Batchify the input data.

Parameters:data (list) – The samples to batchfy. Each sample should contain N attributes.
Returns:ret – A tuple of length N. Contains the batchified result of each attribute in the input.
Return type:tuple
class gluonnlp.data.batchify.CorpusBatchify(vocab, batch_size)[source]

Transform the dataset into N independent sequences, where N is the batch size.

Parameters:
  • vocab (gluonnlp.Vocab) – The vocabulary to use for numericalizing the dataset. Each token will be mapped to the index according to the vocabulary.
  • batch_size (int) – The number of samples in each batch.
__call__(data)[source]

Batchify a dataset.

Parameters:data (mxnet.gluon.data.Dataset) – A flat dataset to be batchified.
Returns:NDArray of shape (len(data) // N, N) where N is the batch_size wrapped by a mxnet.gluon.data.SimpleDataset. Excessive tokens that don’t align along the batches are discarded.
Return type:mxnet.gluon.data.Dataset
class gluonnlp.data.batchify.CorpusBPTTBatchify(vocab, seq_len, batch_size, last_batch='keep')[source]

Transform the dataset into batches of numericalized samples, in the way that the recurrent states from last batch connects with the current batch for each sample.

Each sample is of shape (seq_len, batch_size).
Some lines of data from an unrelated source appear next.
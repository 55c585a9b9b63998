//! CSV rendering for tool output

use anyhow::{Context, Result};

use super::{Dividend, FinancialStatement, PriceBar};

fn finish(writer: csv::Writer<Vec<u8>>) -> Result<String> {
    let bytes = writer
        .into_inner()
        .map_err(|e| anyhow::anyhow!("CSV flush failed: {}", e.error()))?;
    String::from_utf8(bytes).context("CSV output is not UTF-8")
}

/// Prices to two decimals, matching how quotes are displayed
fn price(value: f64) -> String {
    format!("{value:.2}")
}

/// `Date,Open,High,Low,Close,Volume`
pub fn price_history_csv(bars: &[PriceBar]) -> Result<String> {
    let mut writer = csv::Writer::from_writer(Vec::new());
    writer.write_record(["Date", "Open", "High", "Low", "Close", "Volume"])?;
    for bar in bars {
        writer.write_record([
            bar.date.to_string(),
            price(bar.open),
            price(bar.high),
            price(bar.low),
            price(bar.close),
            bar.volume.to_string(),
        ])?;
    }
    finish(writer)
}

/// `Date,Dividends`
pub fn dividends_csv(dividends: &[Dividend]) -> Result<String> {
    let mut writer = csv::Writer::from_writer(Vec::new());
    writer.write_record(["Date", "Dividends"])?;
    for dividend in dividends {
        writer.write_record([dividend.date.to_string(), dividend.amount.to_string()])?;
    }
    finish(writer)
}

/// One row per line item, one column per period; missing values are empty
pub fn statement_csv(statement: &FinancialStatement) -> Result<String> {
    let mut writer = csv::Writer::from_writer(Vec::new());

    let mut header = vec![String::new()];
    header.extend(statement.periods.iter().map(|p| p.to_string()));
    writer.write_record(&header)?;

    for row in &statement.rows {
        let mut record = vec![row.name.clone()];
        record.extend(
            row.values
                .iter()
                .map(|v| v.map(|v| v.to_string()).unwrap_or_default()),
        );
        writer.write_record(&record)?;
    }
    finish(writer)
}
When last_batch=’keep’, the first dimension of last sample may be shorter than seq_len.

Parameters:
  • vocab (gluonnlp.Vocab) – The vocabulary to use for numericalizing the dataset. Each token will be mapped to the index according to the vocabulary.
  • seq_len (int) – The length of each of the samples for truncated back-propagation-through-time (TBPTT).
  • batch_size (int) – The number of samples in each batch.
  • last_batch ({'keep', 'discard'}) –

    How to handle the last batch if the remaining length is less than seq_len.
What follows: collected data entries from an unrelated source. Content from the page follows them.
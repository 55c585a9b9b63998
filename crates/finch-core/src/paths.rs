//! Centralized path utilities

use std::path::PathBuf;

use crate::constants::paths;

/// Get the finch config directory (~/.finch)
pub fn config_dir() -> PathBuf {
    dirs::home_dir()
        .unwrap_or_else(|| PathBuf::from("."))
        .join(paths::CONFIG_DIR_NAME)
}

/// Get the config file (~/.finch/config.toml)
pub fn config_file() -> PathBuf {
    config_dir().join(paths::CONFIG_FILE_NAME)
}

/// Get the logs directory (~/.finch/logs)
pub fn logs_dir() -> PathBuf {
    config_dir().join("logs")
}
    • keep: A batch with less samples than previous batches is returned. vocab.padding_token is used to pad the last batch based on batch size.
    • discard: The last batch is discarded if it’s smaller than (seq_len, batch_size).
__call__(corpus)[source]

Batchify a dataset.

Parameters:corpus (mxnet.gluon.data.Dataset) – A flat dataset to be batchified.
Returns:Batches of numericalized samples such that the recurrent states from last batch connects with the current batch for each sample. Each element of the Dataset is a tuple of data and label arrays for BPTT. They are of shape (seq_len, batch_size) respectively.
Return type:mxnet.gluon.data.Dataset
class gluonnlp.data.batchify.StreamBPTTBatchify(vocab, seq_len, batch_size, sampler='random', last_batch='keep')[source]

Transform a Stream of CorpusDataset to BPTT batches.
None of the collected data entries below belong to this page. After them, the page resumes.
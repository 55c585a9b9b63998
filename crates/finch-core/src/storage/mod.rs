//! In-memory state kept between requests
//!
//! - Conversation history per caller-supplied session id

mod sessions;

pub use sessions::{SessionError, SessionGuard, SessionStore};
The corpus is transformed into batches of numericalized samples, in the way that the recurrent states from last batch connects with the current batch for each sample.

Each sample is of shape (seq_len, batch_size).

For example, the following 4 sequences:

a b c d <eos>
e f g h i j <eos>
k l m n <eos>
o <eos>

will generate 2 batches with seq_len = 5, batch_size = 2 as follow (transposed):

batch_0.data.T:

a b c d <eos>
e f g h i

batch_0.target.T:

b c d <eos> k
f g h i j

batch_1.data.T:

k l m n <eos>
j <eos> o <eos> <padding>

batch_1.target.T:

l m n <eos> <padding>
<eos> o <eos> <padding> <padding>
Parameters:
  • vocab (gluonnlp.Vocab) – The vocabulary to use for numericalizing the dataset. Each token will be mapped to the index according to the vocabulary.
  • seq_len (int) – The length of each of the samples for truncated back-propagation-through-time (TBPTT).
  • batch_size (int) – The number of samples in each batch.
  • sampler (str, {'sequential', 'random'}, defaults to 'random') –

    The sampler used to sample texts within a file.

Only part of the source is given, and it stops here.